Estimation of the difference between peritoneal microenvironment and core body temperature during laparoscopic surgery - a prospective observational study.

Autor: Mazzinari G; Department of Anaesthesiology, Hospital Universitario y Politécnico la Fe, Valencia, Spain. gmazzinari@gmail.com.; Perioperative Medicine Research Group, Instituto de Investigación Sanitaria la Fe, Valencia, Spain. gmazzinari@gmail.com.; Department of Statistics and Operational Research, Universidad de Valencia, Valencia, Spain. gmazzinari@gmail.com., Rovira L; Perioperative Medicine Research Group, Instituto de Investigación Sanitaria la Fe, Valencia, Spain.; Department of Anaesthesiology, Hospital General Universitario de Valencia, Valencia, Spain., Vila Montañes M; Department of Anaesthesiology, Hospital Universitario y Politécnico la Fe, Valencia, Spain.; Perioperative Medicine Research Group, Instituto de Investigación Sanitaria la Fe, Valencia, Spain., García Gregorio N; Department of Anaesthesiology, Hospital Universitario y Politécnico la Fe, Valencia, Spain.; Perioperative Medicine Research Group, Instituto de Investigación Sanitaria la Fe, Valencia, Spain., Ayas Montero B; Department of Anaesthesiology, Hospital Universitario y Politécnico la Fe, Valencia, Spain.; Perioperative Medicine Research Group, Instituto de Investigación Sanitaria la Fe, Valencia, Spain., Alberola Estellés MJ; Department of Anaesthesiology, Hospital Universitario y Politécnico la Fe, Valencia, Spain.; Perioperative Medicine Research Group, Instituto de Investigación Sanitaria la Fe, Valencia, Spain., Flor B; Coloproctology Unit, Department of Surgery, Hospital Universitario y Politécnico la Fe, Valencia, Spain., Argente Navarro MP; Department of Anaesthesiology, Hospital Universitario y Politécnico la Fe, Valencia, Spain.; Perioperative Medicine Research Group, Instituto de Investigación Sanitaria la Fe, Valencia, Spain., Diaz-Cambronero O; Department of Anaesthesiology, Hospital Universitario y Politécnico la Fe, Valencia, Spain.; Perioperative Medicine Research Group, Instituto de Investigación Sanitaria la Fe, Valencia, Spain.
Jazyk: angličtina
Zdroj: Scientific reports [Sci Rep] 2024 Sep 02; Vol. 14 (1), pp. 20408. Date of Electronic Publication: 2024 Sep 02.

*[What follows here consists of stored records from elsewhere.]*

//! The intra-batch resolver: bucket raw rows by surname, merge candidates
//! under the same-person heuristic, and converge over a configurable number
//! of passes.

use std::collections::BTreeMap;
use std::collections::HashMap;

use tracing::{debug, info};

use pdr_model::{IdentityCandidate, RawRecord};
use pdr_normalize::{CredentialParser, normalize, normalize_name};
use pdr_vocab::Vocabulary;

use crate::report::{ResolutionReport, SkipReason};

/// Zip-by-address lookup, populated upstream by the geocoding stage and
/// consumed here as an opaque table.
pub trait ZipLookup {
    fn lookup_zip(&self, raw_address: &str) -> Option<String>;
}

/// Resolver tuning. The reference behavior is two bucket passes; this is not
/// a guaranteed fixed point, so the count stays configurable for production
/// runs that surface missed merges.
#[derive(Debug, Clone, Copy)]
pub struct ResolveConfig {
    pub passes: usize,
}

impl Default for ResolveConfig {
    fn default() -> Self {
        Self { passes: 2 }
    }
}

/// The same-person heuristic, evaluated pairwise in a fixed order. First
/// true wins; when in doubt the answer is "different people".
pub fn is_same_person(a: &IdentityCandidate, b: &IdentityCandidate) -> bool {
    // Already merged somewhere along the way.
    if !a.row_ids.is_disjoint(&b.row_ids) {
        return true;
    }

    // A shared first+last key is a strong signal, strong enough to carry
    // across differing surnames, but it still needs corroboration below.
    let name_key_hit = !a.full_name_keys.is_disjoint(&b.full_name_keys);
    if !name_key_hit && a.last_name != b.last_name {
        return false;
    }

    if !a.certificate_numbers.is_disjoint(&b.certificate_numbers) {
        return true;
    }
    if !a.license_numbers.is_disjoint(&b.license_numbers) {
        return true;
    }

    let initials_hit = !a
        .first_initial_prefixes
        .is_disjoint(&b.first_initial_prefixes);
    if name_key_hit || initials_hit {
        if !a.zip_codes.is_disjoint(&b.zip_codes) {
            return true;
        }
        if a.credentials_overlap(b) {
            return true;
        }
    }

    false
}

/// Split a multi-line address blob into individual addresses. Consecutive
/// lines belong to one address; a blank line starts the next one.
pub fn split_addresses(raw: &str) -> Vec<String> {
    let mut addresses = Vec::new();
    let mut current = String::new();
    for line in raw.split('\n') {
        let line = line.trim();
        if line.is_empty() {
            if !current.is_empty() {
                addresses.push(current.trim_end().to_string());
                current.clear();
            }
            continue;
        }
        current.push_str(line);
        current.push(' ');
    }
    if !current.is_empty() {
        addresses.push(current.trim_end().to_string());
    }
    addresses
}

/// Batch resolver over an injected vocabulary and zip lookup.
pub struct Resolver<'a> {
    vocab: &'a Vocabulary,
    zips: &'a dyn ZipLookup,
    config: ResolveConfig,
}

impl<'a> Resolver<'a> {
    pub fn new(vocab: &'a Vocabulary, zips: &'a dyn ZipLookup, config: ResolveConfig) -> Self {
        Self {
            vocab,
            zips,
            config,
        }
    }

    /// Resolve a batch of raw records into merged identity candidates.
    ///
    /// Returned candidates are in stable bucket order, ready for id
    /// assignment. Rows that cannot enter resolution (no surname, no source)
    /// are recorded on the report, never dropped silently.
    pub fn resolve(&self, records: &[RawRecord]) -> (Vec<IdentityCandidate>, ResolutionReport) {
        let mut report = ResolutionReport::new(records.len());
        let parser = CredentialParser::new(self.vocab);

        let mut buckets: BTreeMap<String, Vec<IdentityCandidate>> = BTreeMap::new();
        for record in records {
            match self.candidate_from_record(record, &parser, &mut report) {
                Some(candidate) => buckets
                    .entry(candidate.last_name.clone())
                    .or_default()
                    .push(candidate),
                None => continue,
            }
        }
        info!(
            rows = records.len(),
            buckets = buckets.len(),
            skipped = report.skipped.len(),
            "bucketed raw records"
        );

        // A transitive merge discovered late in one pass (A↔B via
        // certificate, then B↔C via zip+initials) may not have been visible
        // to A if C was processed first; a second full pass catches those.
        for pass in 0..self.config.passes.max(1) {
            let mut merged = 0usize;
            for candidates in buckets.values_mut() {
                let before = candidates.len();
                let converged = converge(std::mem::take(candidates));
                merged += before - converged.len();
                *candidates = converged;
            }
            debug!(pass = pass + 1, merged, "bucket pass complete");
        }

        let candidates = cross_bucket_pass(buckets, &mut report);
        report.candidates = candidates.len();
        info!(candidates = candidates.len(), "resolution converged");
        (candidates, report)
    }

    fn candidate_from_record(
        &self,
        record: &RawRecord,
        parser: &CredentialParser<'_>,
        report: &mut ResolutionReport,
    ) -> Option<IdentityCandidate> {
        let last_name = normalize_name(&record.last_name);
        if last_name.is_empty() {
            report.skip(record.id, SkipReason::NoLastName);
            return None;
        }
        let Some(source_id) = record.source_id() else {
            report.skip(record.id, SkipReason::NoSource);
            return None;
        };

        let first_name = normalize_name(&record.first_name);
        let mut candidate = IdentityCandidate::new(record.id, first_name, last_name);
        candidate.directory_ids.insert(source_id.to_string());

        if let Some(raw) = record.license_number() {
            let license = normalize(raw);
            // Only registry-format numbers are comparable. Free-text filler
            // ("pending", "n/a") shows up on unrelated people and must never
            // become a merge key.
            if license.valid {
                candidate.license_numbers.insert(license.number);
            }
        }
        if let Some(cert) = record.certificate_number() {
            candidate.certificate_numbers.insert(cert.to_string());
        }

        for address in split_addresses(&record.address) {
            match self.zips.lookup_zip(&address) {
                Some(zip) => {
                    candidate.zip_codes.insert(zip);
                }
                None => report.unresolved_addresses += 1,
            }
        }

        let blob = record.credentials.trim();
        if !blob.is_empty() {
            let parse = parser.parse(blob);
            report.tally_credentials(&parse);
            candidate.credentials.push(parse);
        }

        report.resolved_rows += 1;
        Some(candidate)
    }
}

/// One convergence pass over a bucket: pop a candidate, scan the accepted
/// uniques for a same-person match, merge into the first hit or accept.
fn converge(mut pending: Vec<IdentityCandidate>) -> Vec<IdentityCandidate> {
    let mut uniques: Vec<IdentityCandidate> = Vec::with_capacity(pending.len());
    // Preserve insertion order; pop from the front.
    pending.reverse();
    while let Some(candidate) = pending.pop() {
        match uniques.iter_mut().find(|u| is_same_person(u, &candidate)) {
            Some(unique) => unique.merge(candidate),
            None => uniques.push(candidate),
        }
    }
    uniques
}

/// Catch identities recorded under inconsistent surnames: group by full-name
/// key, which ignores the bucket-defining last name.
fn cross_bucket_pass(
    buckets: BTreeMap<String, Vec<IdentityCandidate>>,
    report: &mut ResolutionReport,
) -> Vec<IdentityCandidate> {
    let mut accepted: Vec<Option<IdentityCandidate>> = Vec::new();
    let mut key_owner: HashMap<String, usize> = HashMap::new();

    for candidate in buckets.into_values().flatten() {
        let owner = candidate
            .full_name_keys
            .iter()
            .find_map(|key| key_owner.get(key).copied())
            .filter(|idx| {
                accepted[*idx]
                    .as_ref()
                    .is_some_and(|owner| is_same_person(owner, &candidate))
            });

        let idx = match owner {
            Some(idx) => {
                let owner = accepted[idx].as_mut().expect("owner slot is occupied");
                owner.merge(candidate);
                report.cross_bucket_merges += 1;
                idx
            }
            None => {
                accepted.push(Some(candidate));
                accepted.len() - 1
            }
        };

        let keys: Vec<String> = accepted[idx]
            .as_ref()
            .expect("slot just written")
            .full_name_keys
            .iter()
            .cloned()
            .collect();
        for key in keys {
            key_owner.entry(key).or_insert(idx);
        }
    }

    accepted.into_iter().flatten().collect()
}

#[cfg(test)]
mod tests {
    use super::*;
    use std::collections::HashMap;

    struct FixedZips(HashMap<String, String>);

    impl ZipLookup for FixedZips {
        fn lookup_zip(&self, raw_address: &str) -> Option<String> {
            self.0.get(raw_address).cloned()
        }
    }

    fn record(id: i64, first: &str, last: &str) -> RawRecord {
        RawRecord {
            id,
            first_name: first.into(),
            last_name: last.into(),
            credentials: String::new(),
            certificate_number: None,
            license_number: None,
            directory_id: Some("dir".into()),
            payor_id: None,
            address: String::new(),
            phone: String::new(),
        }
    }

    fn resolve(records: &[RawRecord]) -> (Vec<IdentityCandidate>, ResolutionReport) {
        let vocab = Vocabulary::load().expect("vocabulary must load");
        let zips = FixedZips(HashMap::new());
        let resolver = Resolver::new(&vocab, &zips, ResolveConfig::default());
        resolver.resolve(records)
    }

    #[test]
    fn shared_certificate_merges_initialed_first_name() {
        let mut a = record(1, "Jane", "Smith");
        a.certificate_number = Some("123".into());
        let mut b = record(2, "J", "Smith");
        b.certificate_number = Some("123".into());

        let (candidates, _) = resolve(&[a, b]);
        assert_eq!(candidates.len(), 1);
        let rows: Vec<i64> = candidates[0].row_ids.iter().copied().collect();
        assert_eq!(rows, vec![1, 2]);
    }

    #[test]
    fn different_people_stay_apart() {
        let (candidates, _) = resolve(&[record(1, "Jane", "Smith"), record(2, "John", "Smith")]);
        assert_eq!(candidates.len(), 2);
    }

    #[test]
    fn shared_junk_license_text_is_not_identity_evidence() {
        let mut a = record(1, "Jane", "Smith");
        a.license_number = Some("pending".into());
        let mut b = record(2, "John", "Smith");
        b.license_number = Some("pending".into());

        let (candidates, _) = resolve(&[a, b]);
        assert_eq!(candidates.len(), 2);
        for candidate in &candidates {
            assert!(candidate.license_numbers.is_empty());
        }
    }

    #[test]
    fn two_passes_catch_transitive_merges() {
        // A and C share nothing directly; B bridges them. Processed in an
        // order where one pass cannot see the bridge from A's side.
        let mut a = record(1, "Jane", "Smith");
        a.certificate_number = Some("X".into());
        let mut c = record(2, "Jane", "Smith");
        c.license_number = Some("054812".into());
        let mut b = record(3, "Jane", "Smith");
        b.certificate_number = Some("X".into());
        b.license_number = Some("054812".into());

        // Strip name signals so only cert/license links can merge.
        for r in [&mut a, &mut b, &mut c] {
            r.first_name = String::new();
        }

        let (candidates, _) = resolve(&[a, c, b]);
        assert_eq!(candidates.len(), 1);
        assert_eq!(candidates[0].row_ids.len(), 3);
    }

    #[test]
    fn partition_invariant_holds() {
        let mut records = Vec::new();
        for id in 0..20 {
            let mut r = record(id, "Jane", "Roe");
            if id % 2 == 0 {
                r.certificate_number = Some("C1".into());
            }
            records.push(r);
        }

        let (candidates, report) = resolve(&records);
        let mut seen = std::collections::BTreeSet::new();
        for candidate in &candidates {
            for row in &candidate.row_ids {
                assert!(seen.insert(*row), "row {row} appears twice");
            }
        }
        assert_eq!(seen.len() + report.skipped.len(), records.len());
    }

    #[test]
    fn rows_without_surname_are_reported() {
        let (candidates, report) = resolve(&[record(1, "Jane", ""), record(2, "Jane", "Smith")]);
        assert_eq!(candidates.len(), 1);
        assert_eq!(report.skipped.len(), 1);
        assert_eq!(report.skipped[0].reason, SkipReason::NoLastName);
    }

    #[test]
    fn zip_plus_initials_merges() {
        let mut zips = HashMap::new();
        zips.insert("1 Main St".to_string(), "10001".to_string());
        zips.insert("1 Main Street".to_string(), "10001".to_string());

        let mut a = record(1, "Jane", "Smith");
        a.address = "1 Main St".into();
        let mut b = record(2, "J", "Smith");
        b.address = "1 Main Street".into();

        let vocab = Vocabulary::load().expect("vocabulary must load");
        let lookup = FixedZips(zips);
        let resolver = Resolver::new(&vocab, &lookup, ResolveConfig::default());
        let (candidates, _) = resolver.resolve(&[a, b]);
        assert_eq!(candidates.len(), 1);
    }

    #[test]
    fn cross_bucket_pass_merges_surname_variants() {
        // One source puts "Jane" in the surname field, the other in the
        // first-name field. The buckets differ but the full-name key agrees.
        let mut a = record(1, "Mary Jane", "Smith");
        a.certificate_number = Some("777".into());
        let mut b = record(2, "Mary", "Jane Smith");
        b.certificate_number = Some("777".into());

        let (candidates, report) = resolve(&[a, b]);
        assert_eq!(candidates.len(), 1);
        assert_eq!(report.cross_bucket_merges, 1);
    }

    #[test]
    fn address_blob_splits_on_blank_lines() {
        let blob = "1 Main St\nSuite 4\n\n2 Elm Ave\n";
        let addresses = split_addresses(blob);
        assert_eq!(addresses, vec!["1 Main St Suite 4", "2 Elm Ave"]);
    }
}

DOI: 10.1038/s41598-024-71611-z
Abstrakt: Maintaining patients' temperature during surgery is beneficial since hypothermia has been linked with perioperative complications. Laparoscopic surgery involves the insufflation of carbon dioxide (CO 2 ) into the peritoneal cavity and has become the standard in many surgical indications since it is associated with better and faster recovery. However, the use of cold and dry CO 2 insufflation can lead to perioperative hypothermia. We aimed to assess the difference between intraperitoneal and core temperatures during laparoscopic surgery and evaluate the influence of duration and CO 2 insufflation volume by fitting a mixed generalized additive model. In this prospective observational single-center cohort trial, we included patients aged over 17 with American Society of Anesthesiology risk scores I to III undergoing laparoscopic surgery. Anesthesia, ventilation, and analgesia followed standard protocols, while patients received active warming using blankets and warmed fluids. Temperature data, CO 2 ventilation parameters, and intraabdominal pressure were collected. We recruited 51 patients. The core temperature was maintained above 36 °C and progressively raised toward 37 °C as pneumoperitoneum time passed. In contrast, the intraperitoneal temperature decreased, thus creating a widening difference from 0.4 [25th-75th percentile: 0.2-0.8] °C at the beginning to 2.3 [2.1-2.3] °C after 240 min. Pneumoperitoneum duration and CO 2 insufflation volume significantly increased this temperature difference (P < 0.001 for both parameters). Core vs. intraperitoneal temperature difference increased linearly by 0.01 T °C per minute of pneumoperitoneum time up to 120 min and then 0.05 T °C per minute. Each insufflated liter per unit of time, i.e. every 10 min, increased the temperature difference by approximately 0.009 T °C. Our findings highlight the impact of pneumoperitoneum duration and CO 2 insufflation volume on the difference between core and intraperitoneal temperatures. Implementing adequate external warming during laparoscopic surgery effectively maintains core temperature despite the use of dry and unwarmed CO 2 gases, but peritoneal hypothermia remains a concern, suggesting the importance of further research into regional effects.Trial registration: Clinicaltrials.gov: NCT04294758.